//! `data:` URL encoding for image payloads

use base64::{engine::general_purpose::STANDARD, Engine};
use crate::error::{AppError, Result};

/// Encode binary data to base64 string
pub fn encode(data: &[u8]) -> String {
    STANDARD.encode(data)
}

/// Decode a base64 payload, accepting either a bare string or a data URL
pub fn decode(encoded: &str) -> Result<Vec<u8>> {
    let data = match encoded.split_once(',') {
        Some((_, payload)) => payload,
        None => encoded,
    };

    STANDARD
        .decode(data.trim())
        .map_err(|e| AppError::Validation(format!("Invalid base64 data: {}", e)))
}

/// Create a data URL from binary data and its MIME type
pub fn create(data: &[u8], mime: &str) -> String {
    format!("data:{};base64,{}", mime, encode(data))
}

/// Detect the image MIME type from magic bytes
pub fn sniff_mime(data: &[u8]) -> Option<&'static str> {
    // PNG: 89 50 4E 47 0D 0A 1A 0A
    if data.starts_with(&[0x89, 0x50, 0x4E, 0x47, 0x0D, 0x0A, 0x1A, 0x0A]) {
        return Some("image/png");
    }

    // JPEG: FF D8 FF
    if data.starts_with(&[0xFF, 0xD8, 0xFF]) {
        return Some("image/jpeg");
    }

    if data.starts_with(b"GIF87a") || data.starts_with(b"GIF89a") {
        return Some("image/gif");
    }

    // WebP: RIFF....WEBP
    if data.len() >= 12 && data.starts_with(b"RIFF") && &data[8..12] == b"WEBP" {
        return Some("image/webp");
    }

    if data.starts_with(b"BM") {
        return Some("image/bmp");
    }

    None
}
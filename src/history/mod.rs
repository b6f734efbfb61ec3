//! History module - recent generations and their storage

pub mod cache;
pub mod store;

pub use cache::{parse_entries, push_front_unique, HistoryCache, HistoryEntry, RestoredWork};
pub use store::{FileStore, KeyValueStore, MemoryStore};
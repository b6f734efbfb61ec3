//! Key-value storage backends for persisted state

use async_trait::async_trait;
use dashmap::DashMap;
use std::path::PathBuf;
use tokio::fs;
use tracing::debug;

use crate::error::{AppError, Result};

/// Minimal get/set storage, replacing whole values at once
#[async_trait]
pub trait KeyValueStore: Send + Sync {
    async fn get(&self, key: &str) -> Result<Option<String>>;

    async fn set(&self, key: &str, value: &str) -> Result<()>;
}

/// In-process store, lost when the process exits
#[derive(Debug, Default)]
pub struct MemoryStore {
    values: DashMap<String, String>,
}

impl MemoryStore {
    pub fn new() -> Self {
        Self::default()
    }
}

#[async_trait]
impl KeyValueStore for MemoryStore {
    async fn get(&self, key: &str) -> Result<Option<String>> {
        Ok(self.values.get(key).map(|v| v.value().clone()))
    }

    async fn set(&self, key: &str, value: &str) -> Result<()> {
        self.values.insert(key.to_string(), value.to_string());
        Ok(())
    }
}

/// Store keeping one file per key under a directory
#[derive(Debug, Clone)]
pub struct FileStore {
    storage_path: PathBuf,
}

impl FileStore {
    /// Create a new file store
    pub fn new(storage_path: impl Into<PathBuf>) -> Self {
        Self {
            storage_path: storage_path.into(),
        }
    }

    /// Ensure the storage directory exists
    pub async fn ensure_storage_dir(&self) -> Result<()> {
        if !self.storage_path.exists() {
            fs::create_dir_all(&self.storage_path).await?;
            debug!(path = ?self.storage_path, "Created storage directory");
        }
        Ok(())
    }

    /// Get the full path for a key
    pub fn get_path(&self, key: &str) -> Result<PathBuf> {
        let valid = !key.is_empty()
            && key
                .chars()
                .all(|c| c.is_ascii_alphanumeric() || c == '-' || c == '_' || c == '.')
            && !key.starts_with('.');
        if !valid {
            return Err(AppError::Validation(format!("Invalid storage key: {}", key)));
        }
        Ok(self.storage_path.join(format!("{}.json", key)))
    }
}

#[async_trait]
impl KeyValueStore for FileStore {
    async fn get(&self, key: &str) -> Result<Option<String>> {
        let path = self.get_path(key)?;
        match fs::read_to_string(&path).await {
            Ok(value) => Ok(Some(value)),
            Err(e) if e.kind() == std::io::ErrorKind::NotFound => Ok(None),
            Err(e) => Err(AppError::Io(e)),
        }
    }

    async fn set(&self, key: &str, value: &str) -> Result<()> {
        let path = self.get_path(key)?;
        self.ensure_storage_dir().await?;

        // Write aside and rename so readers never see a partial value
        let tmp_path = path.with_extension("json.tmp");
        fs::write(&tmp_path, value).await?;
        fs::rename(&tmp_path, &path).await?;

        debug!(path = ?path, size = value.len(), "Stored value");
        Ok(())
    }
}
//! Observable states of a generation run

use crate::client::GenerationResult;
use crate::config::GenerationConfig;
use crate::error::GenerationError;

/// What a running generation is doing right now
#[derive(Debug, Clone, PartialEq, Eq)]
pub enum Phase {
    /// A client call is in flight
    Attempting,
    /// The previous attempt failed; waiting `backoff_ms` before the next one
    BackingOff(GenerationError),
}

/// Lifecycle of one generation.
///
/// `Idle -> Running -> (Aborted | Succeeded | Failed)`. Attempt numbers only
/// ever increase while running.
#[derive(Debug, Clone, PartialEq, Eq)]
pub enum OrchestratorState {
    Idle,
    Running {
        attempt: u32,
        backoff_ms: u64,
        phase: Phase,
    },
    Aborted,
    Succeeded(GenerationResult),
    Failed(GenerationError),
}

impl OrchestratorState {
    pub fn is_running(&self) -> bool {
        matches!(self, Self::Running { .. })
    }

    pub fn is_terminal(&self) -> bool {
        matches!(self, Self::Aborted | Self::Succeeded(_) | Self::Failed(_))
    }

    /// Status line shown to the user on entering this state.
    ///
    /// `None` means the previous status line stays in place: a retry attempt
    /// keeps showing the "retrying" message until it resolves.
    pub fn status_message(&self) -> Option<String> {
        match self {
            Self::Idle => None,
            Self::Running {
                attempt: 1,
                phase: Phase::Attempting,
                ..
            } => Some("Generating…".to_string()),
            Self::Running {
                phase: Phase::Attempting,
                ..
            } => None,
            Self::Running {
                backoff_ms,
                phase: Phase::BackingOff(err),
                ..
            } => Some(format!("Error: {}. Retrying in {}ms…", failure_text(err), backoff_ms)),
            Self::Aborted => Some("Aborted".to_string()),
            Self::Succeeded(_) => Some("Done".to_string()),
            Self::Failed(_) => Some("Failed after retries".to_string()),
        }
    }

    /// Error line shown alongside the status, if any
    pub fn error_message(&self) -> Option<String> {
        match self {
            Self::Failed(err) => {
                let message = err.to_string();
                Some(if message.is_empty() {
                    "Generation failed".to_string()
                } else {
                    message
                })
            }
            _ => None,
        }
    }
}

fn failure_text(err: &GenerationError) -> String {
    let message = err.to_string();
    if message.is_empty() {
        "Failed".to_string()
    } else {
        message
    }
}

/// Bounded retry with exponential backoff
#[derive(Debug, Clone, Copy, PartialEq, Eq)]
pub struct RetryPolicy {
    pub max_attempts: u32,
    pub initial_backoff_ms: u64,
}

impl RetryPolicy {
    /// Delay inserted after a failed `attempt` (1-based)
    pub fn backoff_after(&self, attempt: u32) -> u64 {
        self.initial_backoff_ms
            .saturating_mul(1u64 << attempt.saturating_sub(1).min(63))
    }
}

impl Default for RetryPolicy {
    fn default() -> Self {
        Self::from(&GenerationConfig::default())
    }
}

impl From<&GenerationConfig> for RetryPolicy {
    fn from(config: &GenerationConfig) -> Self {
        Self {
            max_attempts: config.max_attempts,
            initial_backoff_ms: config.initial_backoff_ms,
        }
    }
}
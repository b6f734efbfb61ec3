//! Cancellable delays over an injectable clock

use async_trait::async_trait;
use parking_lot::Mutex;
use std::sync::Arc;
use std::time::Duration;
use tracing::trace;

use crate::cancel::CancellationToken;
use crate::error::GenerationError;

/// Source of timed waits
#[async_trait]
pub trait Clock: Send + Sync {
    async fn sleep(&self, duration: Duration);
}

/// Clock backed by the tokio timer
#[derive(Debug, Clone, Copy, Default)]
pub struct TokioClock;

#[async_trait]
impl Clock for TokioClock {
    async fn sleep(&self, duration: Duration) {
        tokio::time::sleep(duration).await;
    }
}

/// Clock that records every requested delay instead of waiting for it.
///
/// A stalled clock never completes its sleeps, which holds the caller inside
/// the wait until it is cancelled.
#[derive(Debug, Clone, Default)]
pub struct RecordingClock {
    delays: Arc<Mutex<Vec<Duration>>>,
    stalled: bool,
}

impl RecordingClock {
    pub fn new() -> Self {
        Self::default()
    }

    pub fn stalled() -> Self {
        Self {
            delays: Arc::default(),
            stalled: true,
        }
    }

    pub fn delays(&self) -> Vec<Duration> {
        self.delays.lock().clone()
    }

    pub fn delays_ms(&self) -> Vec<u64> {
        self.delays
            .lock()
            .iter()
            .map(|d| d.as_millis() as u64)
            .collect()
    }
}

#[async_trait]
impl Clock for RecordingClock {
    async fn sleep(&self, duration: Duration) {
        self.delays.lock().push(duration);
        if self.stalled {
            std::future::pending::<()>().await;
        }
        tokio::task::yield_now().await;
    }
}

/// Wait for `duration`, failing with [`GenerationError::Aborted`] as soon as
/// `token` is cancelled.
pub async fn wait(
    duration: Duration,
    token: &CancellationToken,
    clock: &dyn Clock,
) -> Result<(), GenerationError> {
    if token.is_cancelled() {
        return Err(GenerationError::Aborted);
    }

    trace!(delay_ms = duration.as_millis() as u64, "Waiting");

    tokio::select! {
        biased;
        _ = token.cancelled() => Err(GenerationError::Aborted),
        _ = clock.sleep(duration) => Ok(()),
    }
}
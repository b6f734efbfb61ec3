//! Common traits and types for the generation service

use async_trait::async_trait;
use chrono::{DateTime, Utc};
use serde::{Deserialize, Serialize};
use std::fmt;
use std::str::FromStr;

use crate::cancel::CancellationToken;
use crate::error::{AppError, GenerationError};
use crate::preparation::PreparedImage;

/// Visual style applied to a generation
#[derive(Debug, Clone, Copy, PartialEq, Eq, Hash, Default, Serialize, Deserialize)]
pub enum Style {
    #[default]
    Editorial,
    Streetwear,
    Vintage,
    Minimal,
    Futuristic,
}

impl Style {
    pub const ALL: [Style; 5] = [
        Style::Editorial,
        Style::Streetwear,
        Style::Vintage,
        Style::Minimal,
        Style::Futuristic,
    ];

    pub fn as_str(&self) -> &'static str {
        match self {
            Style::Editorial => "Editorial",
            Style::Streetwear => "Streetwear",
            Style::Vintage => "Vintage",
            Style::Minimal => "Minimal",
            Style::Futuristic => "Futuristic",
        }
    }
}

impl fmt::Display for Style {
    fn fmt(&self, f: &mut fmt::Formatter<'_>) -> fmt::Result {
        f.write_str(self.as_str())
    }
}

impl FromStr for Style {
    type Err = AppError;

    fn from_str(s: &str) -> Result<Self, Self::Err> {
        Style::ALL
            .into_iter()
            .find(|style| style.as_str().eq_ignore_ascii_case(s.trim()))
            .ok_or_else(|| AppError::Validation(format!("Unknown style: {}", s)))
    }
}

/// Request to generate an image
#[derive(Debug, Clone, PartialEq, Eq)]
pub struct GenerationRequest {
    pub image: PreparedImage,
    /// Trimmed, non-empty prompt
    pub prompt: String,
    pub style: Style,
}

impl GenerationRequest {
    pub fn new(image: PreparedImage, prompt: impl AsRef<str>, style: Style) -> Self {
        Self {
            image,
            prompt: prompt.as_ref().trim().to_string(),
            style,
        }
    }
}

/// Successful generation
#[derive(Debug, Clone, PartialEq, Eq, Serialize, Deserialize)]
#[serde(rename_all = "camelCase")]
pub struct GenerationResult {
    pub id: String,
    /// Reference to the generated image
    pub image_url: String,
    pub prompt: String,
    pub style: Style,
    pub created_at: DateTime<Utc>,
}

/// Trait for image generation services.
///
/// Implementations must watch `cancel` during any internal waiting and fail
/// with [`GenerationError::Aborted`] once it fires. Attempts are assumed to
/// be independent, so a failed call must be safe to repeat.
#[async_trait]
pub trait GenerationClient: Send + Sync {
    /// Get the client name
    fn name(&self) -> &str;

    /// Generate an image from a request
    async fn generate(
        &self,
        request: &GenerationRequest,
        cancel: &CancellationToken,
    ) -> Result<GenerationResult, GenerationError>;
}
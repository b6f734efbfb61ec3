//! Prompt-driven image generation workflow
//!
//! Prepares a user image (downscaling oversized files), submits it with a
//! prompt and style to a generation service through a retrying, cancellable
//! orchestrator, and keeps the last few results as a persisted history.

pub mod cancel;
pub mod client;
pub mod config;
pub mod error;
pub mod history;
pub mod orchestrator;
pub mod preparation;
pub mod session;
pub mod timer;

pub use cancel::CancellationToken;
pub use error::{AppError, GenerationError, Result};
pub use session::{AbortHandle, LiveSummary, Studio};
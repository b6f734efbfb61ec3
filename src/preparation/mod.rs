//! Image preparation module - validation, data URLs, and downscaling

pub mod data_url;
pub mod prepare;

pub use prepare::{
    prepare, prepare_file, prepare_in_background, read_raw_image, target_dimensions,
    validate_file_name, PrepareOptions, PreparedImage, RawImage,
};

_____

Work to complete: In the records, locate each line holding the string "crate" and copy it.

Finished task:
use crate::error::{AppError, Result};
use crate::error::{AppError, Result};
use crate::client::GenerationResult;
use crate::config::GenerationConfig;
use crate::error::GenerationError;
use crate::cancel::CancellationToken;
use crate::error::GenerationError;
use crate::cancel::CancellationToken;
use crate::error::{AppError, GenerationError};
use crate::preparation::PreparedImage;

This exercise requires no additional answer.